Anna Louisa Millisdotter has her own room and a bank account full of money – what more could a 70-year-old want?
Anna Louisa is ripped from her quiet retirement by an article in the country's second biggest newspaper. The author is the same woman who once persuaded her to go into public exile. The woman who claimed to have been lured into prostitution by her academic supervisor. Former student Catherine Wolf, now a professor in Anna Louisa's old faculty. And suddenly the game is on for Anna Louisa. She decides to show her face in public again – for the first time in 20 years.
A Room of Ones Own is feminist satire, a chamber play with room for both bitcoins and saloon guns.
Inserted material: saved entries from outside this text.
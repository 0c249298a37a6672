// SPDX-License-Identifier: EUPL-1.2-or-later
// Copyright © 2026-present ARI Contributors

//! The enrolment sub-system (§4.3): the pure transition function in
//! [`fsm`], the wire objects it carries in [`obj`], and the timing
//! constants the event loop arms around it.

pub mod fsm;
pub mod obj;

/// Per-state enrolment timeout (§4.3).
pub const ENROLL_TO_MS: u64 = 1500;
/// Maximum initiator retry attempts before giving up permanently (§4.3, §8 S2).
pub const MAX_ATTEMPTS: u32 = 3;
/// Keepalive probe interval once ENROLLED (§4.2).
pub const KEEPALIVE_INTVAL_MS: u64 = 5000;
/// Consecutive missed keepalive replies before the NF is considered dead (§4.2).
pub const KEEPALIVE_THRESH: u32 = 3;
/// Default chunk size for `sync_neigh`'s full-snapshot push (§4.4).
pub const SYNC_CHUNK_LIMIT: usize = 64;
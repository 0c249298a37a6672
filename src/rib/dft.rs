// SPDX-License-Identifier: EUPL-1.2-or-later
// Copyright © 2026-present ARI Contributors

//! Directory Forwarding Table (DFT): application name -> hosting address.
//!
//! Grounded in `dft_default` from the reference implementation
//! (`uipcp-normal-appl-reg.cpp`): a multimap keyed by application name,
//! permitting several replica entries (one per hosting address) per name,
//! with timestamp as the sole conflict-resolution key for a given
//! (name, address) slot.

use serde::{Deserialize, Serialize};
use std::collections::HashMap;

use crate::error::RibError;

/// One DFT replica: `appl_name` resolves to `address`. `local_flag` is set
/// iff this IPCP installed the entry via a local app-register request;
/// only the owning IPCP ages such entries out.
#[derive(Debug, Clone, PartialEq, Eq, Serialize, Deserialize)]
pub struct DftEntry {
    pub appl_name: String,
    pub address: u64,
    pub timestamp: u64,
    pub local_flag: bool,
}

/// A batch of DFT entries as carried by an M_CREATE/M_DELETE nested object.
pub type DftSlice = Vec<DftEntry>;

#[derive(Debug, Default)]
pub struct Dft {
    // name -> replicas, one per distinct address.
    table: HashMap<String, Vec<DftEntry>>,
}

impl Dft {
    pub fn new() -> Self {
        Self::default()
    }

    /// Picks one resolving address for `name`, if any replica exists.
    pub fn lookup(&self, name: &str) -> Option<u64> {
        self.table.get(name).and_then(|v| v.first()).map(|e| e.address)
    }

    pub fn all_for(&self, name: &str) -> Vec<DftEntry> {
        self.table.get(name).cloned().unwrap_or_default()
    }

    pub fn all(&self) -> Vec<DftEntry> {
        self.table.values().flatten().cloned().collect()
    }

    fn find_local_index(&self, name: &str, local_address: u64) -> Option<usize> {
        self.table
            .get(name)
            .and_then(|v| v.iter().position(|e| e.address == local_address))
    }

    /// Local app-register. Fails if this IPCP already has an entry for
    /// `name` (collision is only checked against entries whose address is
    /// our own — remote replicas for the same name are fine).
    pub fn register_local(
        &mut self,
        name: &str,
        local_address: u64,
        timestamp: u64,
    ) -> Result<DftEntry, RibError> {
        if self.find_local_index(name, local_address).is_some() {
            return Err(RibError::AlreadyExists(name.to_string()));
        }
        let entry = DftEntry {
            appl_name: name.to_string(),
            address: local_address,
            timestamp,
            local_flag: true,
        };
        self.table
            .entry(name.to_string())
            .or_default()
            .push(entry.clone());
        Ok(entry)
    }

    /// Local app-unregister. Fails if no local entry exists.
    pub fn unregister_local(
        &mut self,
        name: &str,
        local_address: u64,
    ) -> Result<DftEntry, RibError> {
        let idx = self
            .find_local_index(name, local_address)
            .ok_or_else(|| RibError::NotFound(name.to_string()))?;
        let replicas = self.table.get_mut(name).unwrap();
        let entry = replicas.remove(idx);
        if replicas.is_empty() {
            self.table.remove(name);
        }
        Ok(entry)
    }

    /// Applies a remote add slice, returning the sub-slice that was
    /// actually accepted (for propagation) and any entries that were
    /// displaced by a fresher timestamp at the same (name, address) slot
    /// (these must be propagated as an M_DELETE, §4.4).
    pub fn apply_add_slice(&mut self, slice: &DftSlice) -> (DftSlice, DftSlice) {
        let mut accepted = Vec::new();
        let mut displaced = Vec::new();
        for incoming in slice {
            let replicas = self.table.entry(incoming.appl_name.clone()).or_default();
            if let Some(pos) = replicas
                .iter()
                .position(|e| e.address == incoming.address)
            {
                if incoming.timestamp > replicas[pos].timestamp {
                    displaced.push(replicas[pos].clone());
                    replicas[pos] = incoming.clone();
                    accepted.push(incoming.clone());
                }
                // older-or-equal timestamp: invariant 4, state unchanged.
            } else {
                replicas.push(incoming.clone());
                accepted.push(incoming.clone());
            }
        }
        (accepted, displaced)
    }

    /// Applies a remote delete slice, returning the sub-slice actually
    /// removed.
    pub fn apply_delete_slice(&mut self, slice: &DftSlice) -> DftSlice {
        let mut removed = Vec::new();
        for incoming in slice {
            if let Some(replicas) = self.table.get_mut(&incoming.appl_name) {
                if let Some(pos) = replicas.iter().position(|e| e.address == incoming.address) {
                    removed.push(replicas.remove(pos));
                }
                if replicas.is_empty() {
                    self.table.remove(&incoming.appl_name);
                }
            }
        }
        removed
    }

    /// Rewrites every local-flagged entry to `new_address` with a fresh
    /// timestamp (§4.4 `set_address`), returning the updated entries for
    /// dissemination.
    pub fn update_local_address(&mut self, new_address: u64, timestamp: u64) -> DftSlice {
        let mut updated = Vec::new();
        for replicas in self.table.values_mut() {
            for e in replicas.iter_mut() {
                if e.local_flag {
                    e.address = new_address;
                    e.timestamp = timestamp;
                    updated.push(e.clone());
                }
            }
        }
        updated
    }

    pub fn len(&self) -> usize {
        self.table.values().map(|v| v.len()).sum()
    }

    pub fn is_empty(&self) -> bool {
        self.len() == 0
    }
}

#[cfg(test)]
mod tests {
    use super::*;

    #[test]
    fn register_local_rejects_second_local_registration() {
        let mut dft = Dft::new();
        dft.register_local("foo/1", 100, 1).unwrap();
        let err = dft.register_local("foo/1", 100, 2).unwrap_err();
        assert!(matches!(err, RibError::AlreadyExists(_)));
    }

    #[test]
    fn remote_registration_for_same_name_different_address_is_allowed() {
        let mut dft = Dft::new();
        dft.register_local("foo/1", 100, 1).unwrap();
        let slice = vec![DftEntry {
            appl_name: "foo/1".into(),
            address: 200,
            timestamp: 5,
            local_flag: false,
        }];
        let (accepted, displaced) = dft.apply_add_slice(&slice);
        assert_eq!(accepted.len(), 1);
        assert!(displaced.is_empty());
        assert_eq!(dft.all_for("foo/1").len(), 2);
    }

    #[test]
    fn older_timestamp_add_is_rejected_and_state_unchanged() {
        // §8 invariant 4.
        let mut dft = Dft::new();
        dft.apply_add_slice(&vec![DftEntry {
            appl_name: "foo/1".into(),
            address: 200,
            timestamp: 10,
            local_flag: false,
        }]);
        let (accepted, displaced) = dft.apply_add_slice(&vec![DftEntry {
            appl_name: "foo/1".into(),
            address: 200,
            timestamp: 5,
            local_flag: false,
        }]);
        assert!(accepted.is_empty());
        assert!(displaced.is_empty());
        assert_eq!(dft.lookup("foo/1"), Some(200));
        assert_eq!(dft.all_for("foo/1")[0].timestamp, 10);
    }

    #[test]
    fn newer_timestamp_displaces_existing_replica() {
        let mut dft = Dft::new();
        dft.apply_add_slice(&vec![DftEntry {
            appl_name: "foo/1".into(),
            address: 200,
            timestamp: 5,
            local_flag: false,
        }]);
        let (accepted, displaced) = dft.apply_add_slice(&vec![DftEntry {
            appl_name: "foo/1".into(),
            address: 200,
            timestamp: 10,
            local_flag: false,
        }]);
        assert_eq!(accepted.len(), 1);
        assert_eq!(displaced.len(), 1);
        assert_eq!(dft.all_for("foo/1")[0].timestamp, 10);
    }

    #[test]
    fn set_address_rewrites_only_local_entries() {
        let mut dft = Dft::new();
        dft.register_local("foo/1", 100, 1).unwrap();
        dft.apply_add_slice(&vec![DftEntry {
            appl_name: "foo/1".into(),
            address: 200,
            timestamp: 2,
            local_flag: false,
        }]);
        let updated = dft.update_local_address(150, 99);
        assert_eq!(updated.len(), 1);
        assert_eq!(updated[0].address, 150);
        assert_eq!(updated[0].timestamp, 99);
        let remote = dft
            .all_for("foo/1")
            .into_iter()
            .find(|e| !e.local_flag)
            .unwrap();
        assert_eq!(remote.address, 200);
    }

    #[test]
    fn unregister_local_fails_when_absent() {
        let mut dft = Dft::new();
        assert!(dft.unregister_local("foo/1", 100).is_err());
    }
}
Lotta Elstad writes like a love child of Dag Solstad and Vigdis Hjorth: Intellectual, engaged and witty.
DAG OG TID
In light, satirical style and with a precise depiction of distinctly Norwegian societal structures, Elstad explores the need to find a place in the world and give life meaning, and how banal the outcome of this struggle can be no matter how strong the fighting spirit once was.
A novel full of social analyses, brimming with zest. (…) Like Elstad’s debut The Studio Apartment, A Room of Ones Own is a novel with a political slant. Anna Louisa is bitter at life, tired of the public being made up of idiots, ready to put them in their place. Elstad’s short, concise writing style makes this an entertaining read.
An intellectual, entertaining novel of high standard.